I have written extensively about the criminal procedures and penalties of DUI. In this article, I will focus on the DMV. Federal and state Constitutions enumerate that no person shall be deprived of property without due process of law. The DMV, is therefore, required to give you notice of the action and opportunity to be heard (hearing). The hearing will focus on very narrow questions that if you took a chemical test: (1) Does the police have reasonable cause to believe you were driving in violation of certain laws? In California, it only deals with three laws, Vehicle Code (VC), 23140, 23152 or 23153. (2) Was there lawful arrest? (3) Were you driving when you had 0.08% or more of alcohol in your blood?

You have been arrested for DUI. What do you do? The officer is required by law to immediately give you a copy of the completed notice of suspension or revocation form and any driver license taken into possession, with a sworn report to the DMV. Your attorney must request a hearing from the DMV within 10 days of receiving this—usually 10 days from date of arrest. Some individuals will do two things: either not call the DMV at all or call them and set the hearing as soon as possible.

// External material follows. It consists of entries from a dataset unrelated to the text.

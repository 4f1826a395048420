//! Order aggregate and its state machine
//!
//! An order tracks what a household booked and how far its payments have
//! progressed. The happy path is `new` (awaiting deposit) to `confirmed`
//! (deposit settled) to `completed` (balance settled). A `new` order whose
//! checkout session lapses is cancelled; a fully refunded order is cancelled
//! from either paid state, while a partial refund leaves the order
//! confirmed. All transitions are driven by webhook settlement, never by
//! client requests.

use chrono::{DateTime, Utc};
use serde::{Deserialize, Serialize};

use core_kernel::{CustomerId, Money, MoneyError, OrderId, PartyId};

use crate::catalog::OrderItem;
use crate::error::OrderError;
use crate::events::OrderEvent;
use crate::number::OrderNumber;

/// Payment progress of an order
#[derive(Debug, Clone, Copy, PartialEq, Eq, Serialize, Deserialize)]
#[serde(rename_all = "lowercase")]
pub enum OrderStatus {
    /// Created at intake, no money received yet
    New,
    /// Deposit settled, balance outstanding
    Confirmed,
    /// Fully paid
    Completed,
    /// Checkout expired or payment fully refunded
    Cancelled,
}

impl OrderStatus {
    /// Returns the lowercase wire and storage representation
    pub fn as_str(&self) -> &'static str {
        match self {
            OrderStatus::New => "new",
            OrderStatus::Confirmed => "confirmed",
            OrderStatus::Completed => "completed",
            OrderStatus::Cancelled => "cancelled",
        }
    }
}

impl std::fmt::Display for OrderStatus {
    fn fmt(&self, f: &mut std::fmt::Formatter<'_>) -> std::fmt::Result {
        write!(f, "{}", self.as_str())
    }
}

impl std::str::FromStr for OrderStatus {
    type Err = OrderError;

    fn from_str(s: &str) -> Result<Self, Self::Err> {
        match s {
            "new" => Ok(OrderStatus::New),
            "confirmed" => Ok(OrderStatus::Confirmed),
            "completed" => Ok(OrderStatus::Completed),
            "cancelled" => Ok(OrderStatus::Cancelled),
            other => Err(OrderError::UnknownStatus(other.to_string())),
        }
    }
}

/// Monetary state of an order
///
/// All amounts are in minor units of a single currency. The session and
/// intent ids point at the most recent gateway checkout; refunds are
/// correlated back to the order through `payment_intent_id`.
#[derive(Debug, Clone, PartialEq, Serialize, Deserialize)]
#[serde(rename_all = "camelCase")]
pub struct Pricing {
    pub total: Money,
    pub deposit: Money,
    pub deposit_paid_at: Option<DateTime<Utc>>,
    pub paid_at: Option<DateTime<Utc>>,
    pub refunded_at: Option<DateTime<Utc>>,
    pub refund_amount: Option<Money>,
    pub checkout_session_id: Option<String>,
    pub payment_intent_id: Option<String>,
}

impl Pricing {
    /// Prices an order from its total, splitting off the deposit
    ///
    /// # Arguments
    ///
    /// * `total` - Sum of the order's line items
    /// * `deposit_percent` - Deposit percentage, rounded half up
    pub fn from_total(total: Money, deposit_percent: u8) -> Self {
        Self {
            total,
            deposit: total.deposit(deposit_percent),
            deposit_paid_at: None,
            paid_at: None,
            refunded_at: None,
            refund_amount: None,
            checkout_session_id: None,
            payment_intent_id: None,
        }
    }

    /// Returns the amount still owed after the deposit
    pub fn balance_due(&self) -> Result<Money, MoneyError> {
        self.total.balance_after(&self.deposit)
    }
}

/// The order aggregate
///
/// State changes go through the transition methods, which validate the
/// current status and record a domain event. Events accumulate until the
/// caller drains them with [`Order::take_events`] after persisting.
///
/// # Example
///
/// ```rust,ignore
/// let mut order = Order::new(customer_id, Some(party_id), number, items, pricing, now);
/// order.confirm_deposit("cs_123", Some("pi_123".to_string()), now)?;
/// assert_eq!(order.status(), OrderStatus::Confirmed);
/// ```
#[derive(Debug, Clone, Serialize, Deserialize)]
#[serde(rename_all = "camelCase")]
pub struct Order {
    id: OrderId,
    order_number: OrderNumber,
    customer_id: CustomerId,
    party_id: Option<PartyId>,
    status: OrderStatus,
    items: Vec<OrderItem>,
    pricing: Pricing,
    created_at: DateTime<Utc>,
    updated_at: DateTime<Utc>,
    #[serde(skip)]
    events: Vec<OrderEvent>,
}

impl Order {
    /// Creates a new order awaiting its deposit
    ///
    /// # Arguments
    ///
    /// * `customer_id` - Owning customer
    /// * `party_id` - Scheduled party, if one was booked alongside
    /// * `order_number` - Pre-generated human-facing number
    /// * `items` - Catalog snapshot priced at intake
    /// * `pricing` - Total and deposit split
    /// * `now` - Creation instant
    pub fn new(
        customer_id: CustomerId,
        party_id: Option<PartyId>,
        order_number: OrderNumber,
        items: Vec<OrderItem>,
        pricing: Pricing,
        now: DateTime<Utc>,
    ) -> Self {
        let id = OrderId::new();
        let created = OrderEvent::OrderCreated {
            order_id: id,
            order_number: order_number.as_str().to_string(),
            total: pricing.total,
            timestamp: now,
        };

        Self {
            id,
            order_number,
            customer_id,
            party_id,
            status: OrderStatus::New,
            items,
            pricing,
            created_at: now,
            updated_at: now,
            events: vec![created],
        }
    }

    /// Rebuilds a persisted order without emitting events
    ///
    /// Used by storage adapters; the aggregate trusts stored state.
    pub fn from_parts(
        id: OrderId,
        order_number: OrderNumber,
        customer_id: CustomerId,
        party_id: Option<PartyId>,
        status: OrderStatus,
        items: Vec<OrderItem>,
        pricing: Pricing,
        created_at: DateTime<Utc>,
        updated_at: DateTime<Utc>,
    ) -> Self {
        Self {
            id,
            order_number,
            customer_id,
            party_id,
            status,
            items,
            pricing,
            created_at,
            updated_at,
            events: Vec::new(),
        }
    }

    pub fn id(&self) -> OrderId {
        self.id
    }

    pub fn order_number(&self) -> &OrderNumber {
        &self.order_number
    }

    pub fn customer_id(&self) -> CustomerId {
        self.customer_id
    }

    pub fn party_id(&self) -> Option<PartyId> {
        self.party_id
    }

    pub fn status(&self) -> OrderStatus {
        self.status
    }

    pub fn items(&self) -> &[OrderItem] {
        &self.items
    }

    pub fn pricing(&self) -> &Pricing {
        &self.pricing
    }

    pub fn created_at(&self) -> DateTime<Utc> {
        self.created_at
    }

    pub fn updated_at(&self) -> DateTime<Utc> {
        self.updated_at
    }

    /// Drains the domain events accumulated since the last call
    pub fn take_events(&mut self) -> Vec<OrderEvent> {
        std::mem::take(&mut self.events)
    }

    /// Records a settled deposit payment (transitions from New to Confirmed)
    ///
    /// # Arguments
    ///
    /// * `checkout_session_id` - Gateway session that collected the deposit
    /// * `payment_intent_id` - Gateway payment intent, when present
    /// * `now` - Settlement instant
    ///
    /// # Errors
    ///
    /// Returns `InvalidStateTransition` unless the order is `new`
    pub fn confirm_deposit(
        &mut self,
        checkout_session_id: impl Into<String>,
        payment_intent_id: Option<String>,
        now: DateTime<Utc>,
    ) -> Result<(), OrderError> {
        match self.status {
            OrderStatus::New => {
                self.status = OrderStatus::Confirmed;
                self.pricing.deposit_paid_at = Some(now);
                self.pricing.checkout_session_id = Some(checkout_session_id.into());
                if payment_intent_id.is_some() {
                    self.pricing.payment_intent_id = payment_intent_id;
                }
                self.updated_at = now;

                self.events.push(OrderEvent::DepositConfirmed {
                    order_id: self.id,
                    amount: self.pricing.deposit,
                    timestamp: now,
                });

                Ok(())
            }
            other => Err(OrderError::InvalidStateTransition {
                from: other.to_string(),
                to: OrderStatus::Confirmed.to_string(),
            }),
        }
    }

    /// Records the settled balance payment (transitions from Confirmed to
    /// Completed)
    ///
    /// # Arguments
    ///
    /// * `checkout_session_id` - Gateway session that collected the balance
    /// * `payment_intent_id` - Gateway payment intent, when present
    /// * `now` - Settlement instant
    ///
    /// # Errors
    ///
    /// Returns `InvalidStateTransition` unless the order is `confirmed`
    pub fn complete_payment(
        &mut self,
        checkout_session_id: impl Into<String>,
        payment_intent_id: Option<String>,
        now: DateTime<Utc>,
    ) -> Result<(), OrderError> {
        match self.status {
            OrderStatus::Confirmed => {
                let balance = self.pricing.balance_due()?;
                self.status = OrderStatus::Completed;
                self.pricing.paid_at = Some(now);
                self.pricing.checkout_session_id = Some(checkout_session_id.into());
                // The balance session's intent supersedes the deposit's for
                // refund correlation; an absent intent keeps the old one.
                if payment_intent_id.is_some() {
                    self.pricing.payment_intent_id = payment_intent_id;
                }
                self.updated_at = now;

                self.events.push(OrderEvent::PaymentCompleted {
                    order_id: self.id,
                    amount: balance,
                    timestamp: now,
                });

                Ok(())
            }
            other => Err(OrderError::InvalidStateTransition {
                from: other.to_string(),
                to: OrderStatus::Completed.to_string(),
            }),
        }
    }

    /// Cancels an unpaid order whose checkout session lapsed
    ///
    /// # Errors
    ///
    /// Returns `InvalidStateTransition` unless the order is `new`
    pub fn expire_checkout(&mut self, now: DateTime<Utc>) -> Result<(), OrderError> {
        match self.status {
            OrderStatus::New => {
                self.status = OrderStatus::Cancelled;
                self.updated_at = now;

                self.events.push(OrderEvent::CheckoutExpired {
                    order_id: self.id,
                    timestamp: now,
                });

                Ok(())
            }
            other => Err(OrderError::InvalidStateTransition {
                from: other.to_string(),
                to: OrderStatus::Cancelled.to_string(),
            }),
        }
    }

    /// Records a refund against the order's payment
    ///
    /// A full refund cancels the order; a partial refund drops a completed
    /// order back to `confirmed` (money is owed again) and leaves a
    /// confirmed order where it is. The refund timestamp and amount are
    /// recorded in both cases.
    ///
    /// # Arguments
    ///
    /// * `amount` - Cumulative amount refunded, from the gateway
    /// * `full` - Whether the charge was refunded in full
    /// * `now` - Settlement instant
    ///
    /// # Errors
    ///
    /// Returns `RefundExceedsTotal` if `amount` exceeds the order total, or
    /// `InvalidStateTransition` if no payment has been recorded yet
    pub fn apply_refund(
        &mut self,
        amount: Money,
        full: bool,
        now: DateTime<Utc>,
    ) -> Result<(), OrderError> {
        if amount.amount_minor() > self.pricing.total.amount_minor() {
            return Err(OrderError::RefundExceedsTotal {
                total: self.pricing.total.to_string(),
                refunded: amount.to_string(),
            });
        }

        match self.status {
            OrderStatus::Confirmed | OrderStatus::Completed => {
                self.status = if full {
                    OrderStatus::Cancelled
                } else {
                    OrderStatus::Confirmed
                };
                self.pricing.refunded_at = Some(now);
                self.pricing.refund_amount = Some(amount);
                self.updated_at = now;

                self.events.push(OrderEvent::RefundRecorded {
                    order_id: self.id,
                    amount,
                    full,
                    timestamp: now,
                });

                Ok(())
            }
            other => Err(OrderError::InvalidStateTransition {
                from: other.to_string(),
                to: if full {
                    OrderStatus::Cancelled.to_string()
                } else {
                    OrderStatus::Confirmed.to_string()
                },
            }),
        }
    }
}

As in the criminal courts, you have a right to have the DMV witnesses subpoenaed by the agency and you also have a right to have, all DMV discovery (police reports, test results, supplemental reports). When my clients retain me, I request that all documents be provided and if not, a continuance, until I am provided with all the information the DMV possess. Additionally, witnesses should be present to allow me to cross-examine them as I would in criminal court.

Your driver’s license was taken at the time of arrest. How do you get it back? In California, your driver’s license will be returned to you at the end of the suspension or revocation provided you pay $125 fee and show proof of insurance. At the time of arrest, the office provided you with an Order of Suspension and Temporary License. This will allow you 30 days from the date of the order of suspension/revocation. When you request the administrative hearing, the attorney should also request that a stay on the suspension/revocation.

If the DMV concludes that the chemical test showed 0.08% or higher, the first offense will result in a 4 month suspension. A second or subsequent offense within 10 years will result in a 1-year suspension. There is a process, however, that after 30 days, a restricted driver’s license should be requested and your attorney should advise you on the process. This is not a request heard during the hearing. A restricted driver’s license will allow you to go to and from work and to your alcohol program.

You are required by law to submit to a chemical test to determine the alcohol and/or drug content of your blood. As of January, 1999, a urine test is not available unless the police suspects you were driving under the influence of drugs or a combination of drugs and alcohol or both the blood and breath tests are not available, or you are a hemophiliac or you are taking anticoagulant medication in conjunction with a heart condition. If you refuse to take a chemical test, a first offense will result in a 1 year suspension, a second will mean 2 year revocation, and a third and above will result in a 3 years revocation.

For those currently on probation for DUI, a law went into effect on January, 2009 which allows the DMV to take your driving privileges if: you are on probation for VC 23152 or 23153 and you are caught driving with an alcohol level for 0.01.

DUI is an offense encountered by many. Yet, it has always been challenging to defend especially if you are not properly represented. It involves more esoteric areas of science and law than most felonies, while affording fewer constitutional safeguards. The substantive, evidentiary, and procedural aspects of DUI litigation have grown complex, while at the same time the stakes for the person facing DUI charges have been raised.